Re: The problem with OPACs [was: New subject keyword search]

From: Doran, Michael D <doran_at_nyob> Date: Sat, 28 Jul 2007 15:13:08 -0500 To: NGC4LIB_at_listserv.nd.edu

> Your catalog seems to be entirely keyword searches of
> various kinds (basic and "advanced").

With the Voyager ILS we essentially have a choice of making the "Advanced Search" a guided boolean keyword search, or a combination of left-anchored/keyword search/browses.  Personally, I would prefer the combination of left-anchored search/browses, but the consensus in our library is currently leaning towards the Advanced Search that users see. 

> So when I search for "Civil war" in a basic search, I get 4701 hits,
> mostly on the American Civil War, but also Julius Caesar's Civil War,
> Karl Marx's Civil war in France, books on the Spanish Civil War,
> a Chinese civil war, and others. A lot of stuff to sort through.

Our basic search is all about expected search behavior.  And that's exactly the type of results most people would expect.  I.e. they don't expect the search engine to be a mind reader and know that what they were really looking for was (for example) the Spanish Civil War.  Typically what you, or I, or anybody else would do at that point after seeing all the different results, would be to redo a search on "spanish civil war" [1].  We do that *all* the time in Google/Yahoo/Amazon/whatever when we get too many hits that aren't relevant to what we are looking for.  

The important thing (see below) is that the user *got* results, and those results gave them the information they needed to refine their search.  Note: My *preference* would have been an OPAC search interface with facets (ala VUFind/Primo/et al.) that would have allowed a user a one-click way to narrow the search to Spanish Civil War, but that's not an option with Voyager.   

> Let's say I use your advanced search and type in Spanish civil war,
> as a phrase, in subjects. I get nothing. 

If the intention was to make *my* point, then that has been accomplished.  The exact search (a phrase search for "Spanish civil war" [1]) that returned 120 relevance ranked hits in the default basic search interface *fails* in the advanced subject search, precisely because the user doesn't know the secret handshake of Library of Congress Subject Heading syntax.  

> If I had typed Civil war, "as a phrase," and Spain,
> "all of these words," both in subjects, I would get
> 201 items. But how many users would know you have to
> use Spain on a separate line instead of Spanish civil war?

Again, this is making my exact point!  I whole-heartedly agree that a user shouldn't *have* to know that.  The whole purpose of the UT Arlington OPAC default OPAC search is that they don't need to know that kind of stuff.
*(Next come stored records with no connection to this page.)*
use crate::{
    domain::{Board, BoardId, Card, CardId, Column, ColumnId, MoveCardRequest},
    error::Result,
};
use async_trait::async_trait;

pub mod http_api;
pub mod memory_api;

pub use http_api::HttpApi;
pub use memory_api::MemoryApi;

/// The board REST API, one method per endpoint
///
/// Create calls take records carrying the unsaved ID and return the
/// server's record. Calls documented as "Card or nothing" return `None`
/// when the server answers without a body.
#[async_trait]
pub trait BoardApi: Send + Sync {
    /// Lists all boards
    async fn list_boards(&self) -> Result<Vec<Board>>;

    /// Loads a board by ID
    async fn get_board(&self, id: BoardId) -> Result<Board>;

    /// Creates a board
    async fn create_board(&self, board: &Board) -> Result<Board>;

    /// Replaces a board record
    async fn update_board(&self, id: BoardId, board: &Board) -> Result<()>;

    /// Deletes a board with its columns and cards
    async fn delete_board(&self, id: BoardId) -> Result<()>;

    /// Lists a board's columns with their cards nested
    async fn list_columns(&self, board_id: BoardId) -> Result<Vec<Column>>;

    /// Creates a column
    async fn create_column(&self, column: &Column) -> Result<Column>;

    /// Replaces a column record
    async fn update_column(&self, id: ColumnId, column: &Column) -> Result<()>;

    /// Deletes a column; its cards move to the board's first remaining column
    async fn delete_column(&self, id: ColumnId) -> Result<()>;

    /// Sets a column's 1-based order among its siblings
    async fn reorder_column(&self, id: ColumnId, new_order: i32) -> Result<()>;

    /// Lists a column's cards
    async fn list_cards(&self, column_id: ColumnId) -> Result<Vec<Card>>;

    /// Creates a card
    async fn create_card(&self, card: &Card) -> Result<Card>;

    /// Replaces a card record
    async fn update_card(&self, id: CardId, card: &Card) -> Result<Option<Card>>;

    /// Deletes a card
    async fn delete_card(&self, id: CardId) -> Result<()>;

    /// Persists a card's new column and position
    async fn move_card(&self, id: CardId, request: &MoveCardRequest) -> Result<Option<Card>>;
}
> Compare that with a "topic or genre/form search" for Spanish
> civil war on the UCLA archive.

Per my original response, explain to me again how the user knows (sans bibliographic instruction) that he/she needs/wants to use a "topic or genre/form search" (out of the twelve search types) when searching for items on the Spanish civil war?

> There you get a display of headings that show subject
> relationships.

Librarians are *keenly* interested in subject relationships.  Most of our users are not -- they want 'stuff' (preferably online in full text).  Our task is to make the subject relationships work IN THE BACKGROUND (and transparently to the user) to return the results that he/she needs.  That's one of the great things about the faceting model -- do a keyword search, get *hits* (like most people expect) but have the subject facets available off to the side to use, or not, for refining the search.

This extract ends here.